What is needed: Repeat the data verbatim.

Collected data:
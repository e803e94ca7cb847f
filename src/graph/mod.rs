//! Dependency graph construction from resource declarations.

mod builder;

pub use builder::DependencyGraph;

Answer area:
repository e803e94ca7cb847f
filename src/graph/mod.rs
//! Dependency graph construction from resource declarations.

mod builder;

pub use builder::DependencyGraph;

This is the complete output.